Una campagna di stampa negativa e del tutto infondata ha accompagnato anche il cammino del vaccino di AstraZeneca, ai cui ricercatori si è rimproverato recentemente di aver individuato in corsa (cioè nella fase tre) la dose ideale: una fiala e mezza, che assicura l’efficacia di oltre il 90 per cento. Questa grave colpa avrebbe vanificato, secondo media interessati, l’intera sperimentazione. Balle, come al solito.
Il vaccino di AstraZeneca in realtà è in attesa di ricevere l’autorizzazione da parte di EMA e appena arriverà, probabilmente ai primi di gennaio, “da quel giorno, in 24 ore, saremo pronti a fornire il vaccino”, ha spiegato Onofrio Palombella, coordinatore della task force vaccini di Astra Zeneca. Il manager ha aggiunto che con il Commissario Domenico Arcuri è stato definito un timing: “dalla seconda metà di gennaio il primo quantitativo di vaccino e le 40 milioni di dosi”. “In questa fase di emergenza, in cui il tempo è una variabile assolutamente dipendente, ovviamente si è privilegiata la disponibilità immediata, quindi avremo delle fiale multi-dose già diluite e pronte all’uso. Si tratta di fiale da 10 somministrazioni l’una e gestibili da 2-8 gradi, esattamente come il vaccino dell’influenza. Le fiale per tutta Europa verranno preparate in Italia, e poi attraverso la catena di distribuzione della DHL portate all’hub di Pratica di Mare. Da lì verranno distribuite in quota parte alle Regioni”.

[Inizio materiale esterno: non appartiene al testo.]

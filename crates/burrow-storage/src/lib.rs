//! Storage backends for the Burrow URL shortener.
//!
//! Three interchangeable implementations of [`Repository`]:
//!
//! - [`InMemoryRepository`]: volatile, a single lock-guarded index
//! - [`JournalRepository`]: the same index made durable by an fsync'd
//!   append-only JSON journal, compacted by checkpoints
//! - [`PostgresRepository`]: PostgreSQL as the only source of truth
//!
//! With the `testutil` feature, the `conformance` module holds the
//! behavioural checks every backend must pass.

#[cfg(any(test, feature = "testutil"))]
pub mod conformance;
mod index;
pub mod journal;
pub mod memory;
pub mod postgres;

pub use burrow_core::{Insertion, Lookup, Repository, ShortCode, StorageError, UrlRecord};
pub use index::MAX_GENERATE_ATTEMPTS;
pub use journal::{CheckpointStats, CompactorHandle, JournalCompactor, JournalRepository, ReplayStats};
pub use memory::InMemoryRepository;
pub use postgres::PostgresRepository;
use crate::index::{new_record, UrlIndex};
use async_trait::async_trait;
use burrow_core::error::Result;
use burrow_core::{Insertion, Lookup, Repository, ShortCode, UrlRecord};
use burrow_generator::{Generator, RandomGenerator};
use parking_lot::RwLock;
use tracing::{debug, trace};

/// Volatile implementation of the Repository trait.
///
/// One reader/writer lock guards the whole index: lookups and listings share
/// it, creates and deletes take it exclusively. That makes the
/// check-then-insert in [`Repository::create`] atomic, so concurrent callers
/// shortening the same URL always converge on one code.
///
/// Nothing is persisted; all state is lost when the process exits.
#[derive(Debug)]
pub struct InMemoryRepository<G = RandomGenerator> {
    index: RwLock<UrlIndex>,
    generator: G,
}

impl InMemoryRepository<RandomGenerator> {
    /// Creates a new in-memory repository with a randomly seeded generator.
    pub fn new() -> Self {
        Self::with_generator(RandomGenerator::new())
    }
}

impl<G: Generator> InMemoryRepository<G> {
    /// Creates a new in-memory repository drawing codes from `generator`.
    pub fn with_generator(generator: G) -> Self {
        Self {
            index: RwLock::new(UrlIndex::default()),
            generator,
        }
    }

    /// Number of records held, deleted ones included.
    pub fn len(&self) -> usize {
        self.index.read().len()
    }

    pub fn is_empty(&self) -> bool {
        self.len() == 0
    }
}

impl Default for InMemoryRepository<RandomGenerator> {
    fn default() -> Self {
        Self::new()
    }
}

#[async_trait]
impl<G: Generator> Repository for InMemoryRepository<G> {
    async fn create(&self, owner_id: &str, original_url: &str) -> Result<Insertion> {
        let mut index = self.index.write();

        if let Some(existing) = index.code_for_url(original_url) {
            debug!(code = %existing, "url already shortened");
            return Ok(Insertion::Existing(existing.clone()));
        }

        let code = index.allocate(&self.generator)?;
        index.upsert(new_record(code.clone(), owner_id, original_url));
        debug!(code = %code, owner = owner_id, "short code created");
        Ok(Insertion::Created(code))
    }

    async fn get(&self, code: &ShortCode) -> Result<Lookup> {
        trace!(code = %code, "looking up short code");
        Ok(self.index.read().lookup(code))
    }

    async fn list_by_owner(&self, owner_id: &str) -> Result<Vec<UrlRecord>> {
        Ok(self.index.read().list_by_owner(owner_id))
    }

    async fn delete_batch(&self, owner_id: &str, codes: &[ShortCode]) -> Result<u64> {
        let mut index = self.index.write();
        let flipped = index.deletable(owner_id, codes);
        let count = flipped.len() as u64;
        index.mark_deleted(flipped.into_iter().map(|record| record.short_code));
        debug!(owner = owner_id, requested = codes.len(), deleted = count, "soft-deleted batch");
        Ok(count)
    }
}

#[cfg(test)]
mod tests {
    use super::*;
    use burrow_generator::SeqGenerator;
    use burrow_core::StorageError;
    use std::sync::Arc;

    fn code(s: &str) -> ShortCode {
        ShortCode::new_unchecked(s)
    }

    fn seq_repo() -> InMemoryRepository<SeqGenerator> {
        InMemoryRepository::with_generator(SeqGenerator::with_prefix("bw"))
    }

    #[tokio::test]
    async fn create_and_get() {
        let repo = seq_repo();

        let inserted = repo.create("u1", "https://example.com").await.unwrap();
        assert_eq!(inserted, Insertion::Created(code("bw000000")));

        let result = repo.get(&code("bw000000")).await.unwrap();
        assert_eq!(result, Lookup::Found("https://example.com".to_string()));
    }

    #[tokio::test]
    async fn random_codes_are_eight_alphanumerics() {
        let repo = InMemoryRepository::new();

        let inserted = repo.create("u1", "https://example.com").await.unwrap();
        let code = inserted.code().as_str();
        assert_eq!(code.len(), 8);
        assert!(code.chars().all(|c| c.is_ascii_alphanumeric()));
    }

    #[tokio::test]
    async fn get_nonexistent() {
        let repo = seq_repo();

        assert_eq!(repo.get(&code("nope")).await.unwrap(), Lookup::NotFound);
    }

    #[tokio::test]
    async fn duplicate_url_returns_existing_code() {
        let repo = seq_repo();

        let first = repo.create("u1", "https://example.com").await.unwrap();
        let second = repo.create("u2", "https://example.com").await.unwrap();

        assert_eq!(first, Insertion::Created(code("bw000000")));
        assert_eq!(second, Insertion::Existing(code("bw000000")));
        assert_eq!(repo.len(), 1);
    }

    #[tokio::test]
    async fn colliding_code_is_regenerated() {
        let generator = Arc::new(SeqGenerator::with_period("c", 3));
        let repo = InMemoryRepository::with_generator(Arc::clone(&generator));

        repo.create("u1", "https://a.example").await.unwrap();
        // burn c000001 so the next create lands on c000002
        generator.generate();
        repo.create("u1", "https://b.example").await.unwrap();
        // the counter wraps to c000000, which is taken
        let third = repo.create("u1", "https://c.example").await.unwrap();

        assert_eq!(third, Insertion::Created(code("c000001")));
        assert_eq!(
            repo.get(&code("c000000")).await.unwrap(),
            Lookup::Found("https://a.example".to_string())
        );
    }

    #[tokio::test]
    async fn exhausted_code_space_is_an_error() {
        let repo = InMemoryRepository::with_generator(SeqGenerator::with_period("c", 1));

        repo.create("u1", "https://a.example").await.unwrap();
        let err = repo.create("u1", "https://b.example").await.unwrap_err();

        assert!(matches!(err, StorageError::CodeSpaceExhausted { .. }));
    }

    #[tokio::test]
    async fn list_by_owner_only_returns_live_owned_records() {
        let repo = seq_repo();

        repo.create("u1", "https://a.example").await.unwrap();
        repo.create("u1", "https://b.example").await.unwrap();
        repo.create("u2", "https://c.example").await.unwrap();
        repo.delete_batch("u1", &[code("bw000001")]).await.unwrap();

        let records = repo.list_by_owner("u1").await.unwrap();
        assert_eq!(records.len(), 1);
        assert_eq!(records[0].short_code, code("bw000000"));
        assert_eq!(records[0].owner_id.as_deref(), Some("u1"));
        assert!(!records[0].id.is_empty());
    }

    #[tokio::test]
    async fn delete_marks_record_deleted() {
        let repo = seq_repo();

        repo.create("u1", "https://example.com").await.unwrap();
        let deleted = repo.delete_batch("u1", &[code("bw000000")]).await.unwrap();

        assert_eq!(deleted, 1);
        assert_eq!(repo.get(&code("bw000000")).await.unwrap(), Lookup::Deleted);
        // second delete flips nothing
        assert_eq!(repo.delete_batch("u1", &[code("bw000000")]).await.unwrap(), 0);
    }

    #[tokio::test]
    async fn delete_by_other_owner_is_noop() {
        let repo = seq_repo();

        repo.create("u1", "https://example.com").await.unwrap();
        let deleted = repo.delete_batch("u2", &[code("bw000000")]).await.unwrap();

        assert_eq!(deleted, 0);
        assert_eq!(
            repo.get(&code("bw000000")).await.unwrap(),
            Lookup::Found("https://example.com".to_string())
        );
    }

    #[tokio::test]
    async fn deleted_url_stays_claimed() {
        let repo = seq_repo();

        repo.create("u1", "https://example.com").await.unwrap();
        repo.delete_batch("u1", &[code("bw000000")]).await.unwrap();

        let again = repo.create("u1", "https://example.com").await.unwrap();
        assert_eq!(again, Insertion::Existing(code("bw000000")));
    }

    #[tokio::test]
    async fn ping_and_close_are_noops() {
        let repo = seq_repo();
        repo.ping().await.unwrap();
        repo.close().await.unwrap();
    }

    #[tokio::test]
    async fn concurrent_creates_of_same_url_converge() {
        let repo = Arc::new(InMemoryRepository::new());
        let mut handles = vec![];

        for i in 0..32 {
            let repo = Arc::clone(&repo);
            handles.push(tokio::spawn(async move {
                repo.create(&format!("u{i}"), "https://example.com/same")
                    .await
                    .unwrap()
            }));
        }

        let mut created = 0;
        let mut codes = std::collections::HashSet::new();
        for handle in handles {
            let insertion = handle.await.unwrap();
            if matches!(insertion, Insertion::Created(_)) {
                created += 1;
            }
            codes.insert(insertion.code().clone());
        }

        assert_eq!(created, 1);
        assert_eq!(codes.len(), 1);
    }
}
use crate::error::ShortenerError;
use serde::{Deserialize, Serialize};
use std::fmt::Display;

/// A short code identifier for a shortened URL.
///
/// Generated codes are drawn from the 62-symbol ASCII alphanumeric alphabet.
/// Codes coming from outside (a path segment, a CLI argument) go through
/// [`ShortCode::new`], which enforces the same alphabet and a length bound.
#[derive(Clone, Debug, PartialEq, Eq, Hash, PartialOrd, Ord, Serialize, Deserialize)]
#[serde(transparent)]
pub struct ShortCode(String);

const MIN_LENGTH: usize = 1;
const MAX_LENGTH: usize = 32;

impl ShortCode {
    /// Creates a new `ShortCode` after validating the input.
    ///
    /// Valid codes are 1-32 characters and contain only `[a-zA-Z0-9]`.
    pub fn new(code: impl Into<String>) -> std::result::Result<Self, ShortenerError> {
        let code = code.into();
        Self::validate(&code)?;
        Ok(Self(code))
    }

    /// Creates a `ShortCode` without validation.
    ///
    /// Use this only for codes produced by trusted internal sources
    /// (generators, rows read back from a backend).
    pub fn new_unchecked(code: impl Into<String>) -> Self {
        Self(code.into())
    }

    /// Generates the full shortened URL based on the provided base URL.
    pub fn to_url(&self, base_url: &str) -> String {
        format!("{}/{}", base_url.trim_end_matches('/'), self)
    }

    /// Returns the short code as a string slice.
    pub fn as_str(&self) -> &str {
        &self.0
    }

    /// Consumes the code and returns the inner string.
    pub fn into_string(self) -> String {
        self.0
    }

    fn validate(code: &str) -> std::result::Result<(), ShortenerError> {
        if code.len() < MIN_LENGTH || code.len() > MAX_LENGTH {
            return Err(ShortenerError::InvalidShortCode(format!(
                "length must be between {} and {}, got {}",
                MIN_LENGTH,
                MAX_LENGTH,
                code.len()
            )));
        }

        if !code.chars().all(|c| c.is_ascii_alphanumeric()) {
            return Err(ShortenerError::InvalidShortCode(format!(
                "must contain only alphanumeric characters: '{}'",
                code
            )));
        }

        Ok(())
    }
}

impl Display for ShortCode {
    fn fmt(&self, f: &mut std::fmt::Formatter<'_>) -> std::fmt::Result {
        f.write_str(&self.0)
    }
}

impl AsRef<str> for ShortCode {
    fn as_ref(&self) -> &str {
        &self.0
    }
}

Resta da vedere se queste notizie messe in giro per favorire l’uno o l’altro prodotto non finiranno con l’ingigantire invece l’esercito già cospicuo dei no vax. Il che sarebbe un bel guaio. Sulla fiducia nel vaccino anti-Covid, circolano statistiche che vedono già gli europei tra
le persone più dubbiose del pianeta.
Rispetto a Cina, Brasile e Sudafrica che registrano indici di fiducia sopra l’80% i Paesi Ue si collocano in coda, con la Polonia al 56%, la Svezia al 65%, la Germania al 68% e l’Italia al 70%. Con un’indicazione in più: globalmente in Europa la disponibilità a farsi vaccinare è scesa tra agosto e ottobre 2020, di poco in Italia, di più in Francia e ancora di più in Spagna.